Натаниэль Хоу — тот, кто улыбается ей с самого начала, кто оттесняет ее за свою спину на Глубинных тропах, кто развлекает ее рассказами об Амарантайне и Героине Ферелдена, остановившей Мор, на общих патрулях в окрестностях Ансбурга. И прижиматься к нему — тепло и по-настоящему, так, что слышно, как стучит его сердце и как тяжело он дышит ей в макушку, что чувствуется, как напрягается его спина и как он, пытаясь сдержаться, все же подается вперед.

Наутро приходят вести из Старкхевена: пойман и повешен мятежный принц, пытавшийся захватить трон, издревле занимаемый родом Велей. Говорят, что он последний сын, который не был убит несколько лет назад. Говорят, что он всего лишь самозванец-бродяга, охотливый до денег и власти, умевший рассказывать красивые небылицы.

Бетани не обращает на слухи внимания. Голова гудит — отчасти даже приятно, а напротив нее сидит Нат, упорно предлагающий ей взять пример со всех остальных и начать завтрак после Первого Дня с вина, а не обыкновенной воды. Бет лишь безразлично пожимает плечами и украдкой хитро ему подмигивает.

Натаниэль Хоу совсем не похож на ее принца — у него темные волосы, серые глаза и красивая улыбка.
Бетани это знает и совершенно не расстраивается. Потому что ей больше не нужен принц.

Ей нужен Натаниэль Хоу.

***

Хоук думает, что ей чертовски везло в жизни: все, чего ей хотелось, — положения в обществе, например, — она рано или поздно получала. И, наверное, ей следовало хотя бы изредка мечтать о любви и своем избраннике, представлять его перед сном во всех подробностях, начиная с телосложения и заканчивая родинками на лице. Мама, как она когда-то рассказывала, сидя взаперти в особняке Амеллов, больше походившем на неприступную тюрьму, часто ждала своего мужчину, который просто пришел бы и забрал из мира наигранных улыбок в свой, настоящий, мир. Бетани еще в детстве решила, что выйдет замуж на принца — благородного и честолюбивого. «В идеале грабящего богатых и раздающего золото и еду бедным», — всегда хихикала Хоук, но так, чтобы сестра ни в жизни ее не расслышала. Впрочем, у Бет и так был свой рыцарь — Карвер, готовый на всевозможные подвиги ради настоящей леди с ободранными коленями и ссадиной на носу.
 
И все вышло так, как они хотели, как мечтали, а Хоук получила вместо принца чудо в перьях с революционными амбициями и обостренным чувством справедливости.

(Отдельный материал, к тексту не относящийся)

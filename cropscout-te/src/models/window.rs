//! Evidence window state machine
//!
//! A window progresses open → ready → triaged, or open → ready → failed
//! when every analyzer attempt is exhausted. Triaged and failed are
//! terminal.

use chrono::{DateTime, Utc};
use cropscout_common::events::ReadyTrigger;
use serde::{Deserialize, Serialize};
use uuid::Uuid;

use crate::models::ObservationEvent;

/// Evidence window lifecycle state
#[derive(Debug, Clone, Copy, PartialEq, Eq, Serialize, Deserialize)]
#[serde(rename_all = "lowercase")]
pub enum WindowStatus {
    /// Accumulating observations, idle timer running
    Open,
    /// Readiness reached, awaiting or undergoing triage
    Ready,
    /// Diagnosis published
    Triaged,
    /// All analyzers failed and window retries are exhausted
    Failed,
}

impl WindowStatus {
    /// Database representation
    pub fn as_str(&self) -> &'static str {
        match self {
            WindowStatus::Open => "open",
            WindowStatus::Ready => "ready",
            WindowStatus::Triaged => "triaged",
            WindowStatus::Failed => "failed",
        }
    }

    /// Parse the database representation
    pub fn parse(s: &str) -> Option<Self> {
        match s {
            "open" => Some(WindowStatus::Open),
            "ready" => Some(WindowStatus::Ready),
            "triaged" => Some(WindowStatus::Triaged),
            "failed" => Some(WindowStatus::Failed),
            _ => None,
        }
    }
}

/// State transition event
#[derive(Debug, Clone, Serialize, Deserialize)]
pub struct StateTransition {
    pub window_id: Uuid,
    pub old_status: WindowStatus,
    pub new_status: WindowStatus,
    pub transitioned_at: DateTime<Utc>,
}

/// Per-grower aggregation unit
///
/// At most one open window exists per grower at any time; that invariant
/// is enforced by the store, this type only models one window.
#[derive(Debug, Clone, Serialize, Deserialize)]
pub struct EvidenceWindow {
    /// Unique window identifier
    pub window_id: Uuid,

    /// Grower the window belongs to
    pub grower_id: String,

    /// Current lifecycle state
    pub status: WindowStatus,

    /// Aggregated observations in insertion order
    pub events: Vec<ObservationEvent>,

    /// When the window opened
    pub opened_at: DateTime<Utc>,

    /// Observation time of the most recent event
    pub last_event_at: DateTime<Utc>,

    /// Sliding idle deadline; passing it makes the window ready
    pub expires_at: DateTime<Utc>,

    /// A critical-severity observation forced immediate readiness
    pub bypass_triggered: bool,

    /// What pushed the window to ready (set on the open→ready transition)
    pub ready_trigger: Option<ReadyTrigger>,

    /// Whole-window analysis attempts made so far
    pub attempts: u32,

    /// Last analysis error, kept for the needs-attention view
    pub last_error: Option<String>,
}

impl EvidenceWindow {
    /// Open a new window seeded with its first observation
    pub fn new(event: ObservationEvent, idle_window: chrono::Duration) -> Self {
        let observed_at = event.observed_at;
        Self {
            window_id: Uuid::new_v4(),
            grower_id: event.grower_id.clone(),
            status: WindowStatus::Open,
            events: vec![event],
            opened_at: observed_at,
            last_event_at: observed_at,
            expires_at: observed_at + idle_window,
            bypass_triggered: false,
            ready_trigger: None,
            attempts: 0,
            last_error: None,
        }
    }

    /// Append an observation and slide the idle deadline
    pub fn append(&mut self, event: ObservationEvent, idle_window: chrono::Duration) {
        self.last_event_at = event.observed_at;
        self.expires_at = event.observed_at + idle_window;
        self.events.push(event);
    }

    /// Number of aggregated observations
    pub fn event_count(&self) -> u32 {
        self.events.len() as u32
    }

    /// Whether the window holds the configured maximum number of events
    pub fn at_cap(&self, event_cap: u32) -> bool {
        self.event_count() >= event_cap
    }

    /// Idempotency keys of every aggregated observation
    pub fn source_event_ids(&self) -> Vec<Uuid> {
        self.events.iter().map(|e| e.event_id).collect()
    }

    /// Transition to a new state
    pub fn transition_to(&mut self, new_status: WindowStatus) -> StateTransition {
        let transition = StateTransition {
            window_id: self.window_id,
            old_status: self.status,
            new_status,
            transitioned_at: Utc::now(),
        };
        self.status = new_status;
        transition
    }

    /// Mark the window ready, recording what triggered readiness
    pub fn mark_ready(&mut self, trigger: ReadyTrigger) -> StateTransition {
        self.ready_trigger = Some(trigger);
        if trigger == ReadyTrigger::CriticalBypass {
            self.bypass_triggered = true;
        }
        self.transition_to(WindowStatus::Ready)
    }

    /// Check if the window is in a terminal state
    pub fn is_terminal(&self) -> bool {
        matches!(self.status, WindowStatus::Triaged | WindowStatus::Failed)
    }
}

#[cfg(test)]
mod tests {
    use super::*;
    use serde_json::json;

    fn observation(grower: &str, severity: f64) -> ObservationEvent {
        ObservationEvent::new(grower.to_string(), severity, json!({"note": "spotting"}))
    }

    /// A new window opens with one event and a sliding deadline
    #[test]
    fn test_new_window_opens_with_first_event() {
        let event = observation("G-1", 0.4);
        let observed_at = event.observed_at;
        let window = EvidenceWindow::new(event, chrono::Duration::minutes(30));

        assert_eq!(window.status, WindowStatus::Open);
        assert_eq!(window.event_count(), 1);
        assert_eq!(window.opened_at, observed_at);
        assert_eq!(window.expires_at, observed_at + chrono::Duration::minutes(30));
        assert!(!window.bypass_triggered);
    }

    /// Appending slides the idle deadline forward
    #[test]
    fn test_append_slides_expiry() {
        let mut window =
            EvidenceWindow::new(observation("G-1", 0.4), chrono::Duration::minutes(30));
        let first_expiry = window.expires_at;

        let mut later = observation("G-1", 0.5);
        later.observed_at = window.last_event_at + chrono::Duration::minutes(10);
        window.append(later, chrono::Duration::minutes(30));

        assert_eq!(window.event_count(), 2);
        assert_eq!(window.expires_at, first_expiry + chrono::Duration::minutes(10));
    }

    /// at_cap reflects the configured event cap
    #[test]
    fn test_at_cap() {
        let mut window =
            EvidenceWindow::new(observation("G-1", 0.2), chrono::Duration::minutes(30));
        assert!(!window.at_cap(3));

        window.append(observation("G-1", 0.3), chrono::Duration::minutes(30));
        window.append(observation("G-1", 0.1), chrono::Duration::minutes(30));
        assert!(window.at_cap(3));
    }

    /// mark_ready records the trigger and sets the bypass flag only for
    /// critical bypass
    #[test]
    fn test_mark_ready_records_trigger() {
        let mut window =
            EvidenceWindow::new(observation("G-1", 0.9), chrono::Duration::minutes(30));
        let transition = window.mark_ready(ReadyTrigger::CriticalBypass);

        assert_eq!(transition.old_status, WindowStatus::Open);
        assert_eq!(transition.new_status, WindowStatus::Ready);
        assert_eq!(window.ready_trigger, Some(ReadyTrigger::CriticalBypass));
        assert!(window.bypass_triggered);

        let mut window =
            EvidenceWindow::new(observation("G-2", 0.2), chrono::Duration::minutes(30));
        window.mark_ready(ReadyTrigger::IdleExpiry);
        assert!(!window.bypass_triggered);
    }

    /// Triaged and failed are terminal; open and ready are not
    #[test]
    fn test_terminal_states() {
        let mut window =
            EvidenceWindow::new(observation("G-1", 0.4), chrono::Duration::minutes(30));
        assert!(!window.is_terminal());

        window.transition_to(WindowStatus::Ready);
        assert!(!window.is_terminal());

        window.transition_to(WindowStatus::Triaged);
        assert!(window.is_terminal());

        window.transition_to(WindowStatus::Failed);
        assert!(window.is_terminal());
    }

    /// Status round-trips through its database representation
    #[test]
    fn test_status_parse_round_trip() {
        for status in [
            WindowStatus::Open,
            WindowStatus::Ready,
            WindowStatus::Triaged,
            WindowStatus::Failed,
        ] {
            assert_eq!(WindowStatus::parse(status.as_str()), Some(status));
        }
        assert_eq!(WindowStatus::parse("bogus"), None);
    }
}
//! Idle-expiry sweeper
//!
//! Periodically promotes open windows whose idle timer has run out.
//! Promotion goes through the same compare-and-swap as the ingest
//! path, so a window racing between sweep and a cap or bypass ingest
//! is enqueued exactly once.

use sqlx::SqlitePool;
use std::sync::Arc;
use tokio::sync::mpsc;
use tokio_util::sync::CancellationToken;
use tracing::{debug, info, warn};

use cropscout_common::{EventBus, ReadyTrigger, ScoutEvent};

use crate::db;
use crate::models::EngineParams;
use crate::services::pipeline::ReadyWindow;

pub struct ExpirySweeper {
    db: SqlitePool,
    event_bus: Arc<EventBus>,
    params: EngineParams,
    ready_tx: mpsc::Sender<ReadyWindow>,
    shutdown: CancellationToken,
}

impl ExpirySweeper {
    pub fn new(
        db: SqlitePool,
        event_bus: Arc<EventBus>,
        params: EngineParams,
        ready_tx: mpsc::Sender<ReadyWindow>,
        shutdown: CancellationToken,
    ) -> Self {
        Self {
            db,
            event_bus,
            params,
            ready_tx,
            shutdown,
        }
    }

    /// Run the sweep loop until shutdown
    pub fn spawn(self) -> tokio::task::JoinHandle<()> {
        tokio::spawn(async move {
            let mut ticker = tokio::time::interval(self.params.sweep_interval());
            ticker.set_missed_tick_behavior(tokio::time::MissedTickBehavior::Delay);

            info!(
                interval_seconds = self.params.sweep_interval_seconds,
                "Expiry sweeper started"
            );

            loop {
                tokio::select! {
                    _ = self.shutdown.cancelled() => {
                        info!("Expiry sweeper stopped");
                        return;
                    }
                    _ = ticker.tick() => {
                        self.sweep().await;
                    }
                }
            }
        })
    }

    /// One sweep pass: promote every open window past its expiry
    pub async fn sweep(&self) {
        let now = chrono::Utc::now();
        let expired = match db::windows::expired_open_windows(&self.db, now).await {
            Ok(expired) => expired,
            Err(e) => {
                warn!(error = %e, "Failed to query expired windows");
                self.event_bus.emit_lossy(ScoutEvent::DatabaseError {
                    operation: "expired_open_windows".to_string(),
                    error: e.to_string(),
                    timestamp: now,
                });
                return;
            }
        };

        for (window_id, grower_id) in expired {
            match db::windows::mark_ready(&self.db, window_id, ReadyTrigger::IdleExpiry).await {
                Ok(true) => {
                    let event_count = match db::windows::load_window(&self.db, window_id).await {
                        Ok(Some(window)) => window.event_count(),
                        _ => 0,
                    };
                    info!(
                        window_id = %window_id,
                        grower_id = %grower_id,
                        event_count = event_count,
                        "Idle window ready"
                    );
                    self.event_bus.emit_lossy(ScoutEvent::WindowReady {
                        window_id,
                        grower_id,
                        trigger: ReadyTrigger::IdleExpiry,
                        event_count,
                        timestamp: chrono::Utc::now(),
                    });
                    if self
                        .ready_tx
                        .send(ReadyWindow::Stored(window_id))
                        .await
                        .is_err()
                    {
                        warn!("Pipeline channel closed, stopping sweep pass");
                        return;
                    }
                }
                Ok(false) => {
                    debug!(window_id = %window_id, "Window already promoted");
                }
                Err(e) => {
                    warn!(window_id = %window_id, error = %e, "Failed to promote expired window");
                    self.event_bus.emit_lossy(ScoutEvent::DatabaseError {
                        operation: "mark_ready".to_string(),
                        error: e.to_string(),
                        timestamp: chrono::Utc::now(),
                    });
                }
            }
        }
    }
}

#[cfg(test)]
mod tests {
    use super::*;
    use crate::models::{EvidenceWindow, ObservationEvent, WindowStatus};
    use serde_json::json;

    async fn test_sweeper() -> (
        ExpirySweeper,
        mpsc::Receiver<ReadyWindow>,
        SqlitePool,
        tempfile::TempDir,
    ) {
        let dir = tempfile::tempdir().unwrap();
        let pool = db::init_database_pool(&dir.path().join("test.db"))
            .await
            .unwrap();
        let (ready_tx, ready_rx) = mpsc::channel(16);
        let sweeper = ExpirySweeper::new(
            pool.clone(),
            Arc::new(EventBus::new(64)),
            EngineParams::default(),
            ready_tx,
            CancellationToken::new(),
        );
        (sweeper, ready_rx, pool, dir)
    }

    fn stale_window(grower_id: &str, idle_minutes: i64) -> EvidenceWindow {
        let mut event = ObservationEvent::new(grower_id.to_string(), 0.4, json!({}));
        event.observed_at = chrono::Utc::now() - chrono::Duration::minutes(idle_minutes);
        EvidenceWindow::new(event, chrono::Duration::minutes(30))
    }

    /// A window idle past its expiry is promoted with the idle trigger
    #[tokio::test]
    async fn test_sweep_promotes_expired_window() {
        let (sweeper, mut rx, pool, _dir) = test_sweeper().await;

        let window = stale_window("G-1", 45);
        db::windows::save_window(&pool, &window).await.unwrap();
        db::observations::insert_observation(&pool, &window.events[0], window.window_id)
            .await
            .unwrap();

        sweeper.sweep().await;

        let stored = db::windows::load_window(&pool, window.window_id)
            .await
            .unwrap()
            .unwrap();
        assert_eq!(stored.status, WindowStatus::Ready);
        assert_eq!(stored.ready_trigger, Some(ReadyTrigger::IdleExpiry));

        match rx.try_recv().unwrap() {
            ReadyWindow::Stored(id) => assert_eq!(id, window.window_id),
            other => panic!("expected Stored, got {:?}", other),
        }
    }

    /// Windows still inside their idle window are left alone
    #[tokio::test]
    async fn test_sweep_ignores_active_window() {
        let (sweeper, mut rx, pool, _dir) = test_sweeper().await;

        let window = stale_window("G-1", 10);
        db::windows::save_window(&pool, &window).await.unwrap();

        sweeper.sweep().await;

        let stored = db::windows::load_window(&pool, window.window_id)
            .await
            .unwrap()
            .unwrap();
        assert_eq!(stored.status, WindowStatus::Open);
        assert!(rx.try_recv().is_err());
    }

    /// A window promoted elsewhere is not re-enqueued by the sweep
    #[tokio::test]
    async fn test_sweep_skips_already_ready_window() {
        let (sweeper, mut rx, pool, _dir) = test_sweeper().await;

        let window = stale_window("G-1", 45);
        db::windows::save_window(&pool, &window).await.unwrap();
        db::windows::mark_ready(&pool, window.window_id, ReadyTrigger::EventCap)
            .await
            .unwrap();

        sweeper.sweep().await;

        let stored = db::windows::load_window(&pool, window.window_id)
            .await
            .unwrap()
            .unwrap();
        assert_eq!(stored.ready_trigger, Some(ReadyTrigger::EventCap));
        assert!(rx.try_recv().is_err());
    }
}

Наверное, именно поэтому они празднуют Первый День вдвоем, сидя в забытой Создателем пещере в лесах между Андерфелсом и Орлеем, прижавшись друг к другу, протянув руки к огню и поочередно отпивая из фляги крепкий и отдающий картофельными очистками эль.

Горит костер, отбрасывает тяжелые тени на стены и лица. Лицо Хоук кажется нежнее и женственнее — черты сглаживаются, становятся мягче, а глаза — теплее, в полумраке меняя цвет с пронзительно-голубых на темно-синий, словно спокойное Недремлющее море. Лицо же Андерса перестает быть настолько бледным и истощенным. Иногда даже чудится, что он улыбается, легко и радостно, просто так, глядя в пустоту. Пожалуй, если задуматься, Хоук и не помнит его беззаботным — только по его рассказам.

Между ними нет безумной любви, да и никогда не было. Их отношения изначально строились на крепкой дружбе, прошедшей испытание временем, и взаимном притяжении, чувстве долга и обязанности, ответственности друг за друга. Для Хоук это — любовь: взаимопонимание и поддержка, родство душ. Для Андерса наверняка есть что-то еще. Она знает, что ее присутствие рядом не дает ему окончательно подчиниться духу внутри, но вряд ли это абсолютно все. Одна из причин. Не единственная.

Хоук с ним тепло и уютно — даже в тишине, в одиночестве, в вечном бегстве от храмовников и войны: они участвовали в слишком многих, чтобы погибнуть или потерять друг друга в этой.

Она, не опуская взгляда, не отводя его от огня, нашаривает руку Андерса рядом и чуть сжимает его ладонь, сухую и шершавую, и придвигается еще ближе — вплотную, бедром к бедру.

Хоук соврала, если бы сказала, что никогда не задумывалась о том, чтобы уйти, оставить Андерса, осесть где-нибудь и начать другую жизнь — не беглой Защитницы из Города Цепей и не жестокой наемницы, а простой женщины, которой подобает держать в руках пяльцы с вышивкой, а не оружие; которая носит простые платья, а не кожаные доспехи; которая отращивает волосы и заплетает каждое утро толстую косу, а не стрижется под мальчика; мечта которой — любимый мужчина рядом и куча детишек, держащихся за ее юбку.
 
Она отпивает еще эля — в голове приятно шумит, а ноги ноют от непроходящей усталости — и закрывает глаза. До того, как встанет солнце, несколько часов, и с рассветом они снова двинутся в путь — в пустынный Андерфелс или к какому-нибудь портовому городу, чтобы двинуться в Ривейн, Антиву или даже Ферелден. Для всех Хоук и Андерс — простые путники, полунищие бродяги, слушающие по кабакам истории и слухи. И только для себя — беглецы.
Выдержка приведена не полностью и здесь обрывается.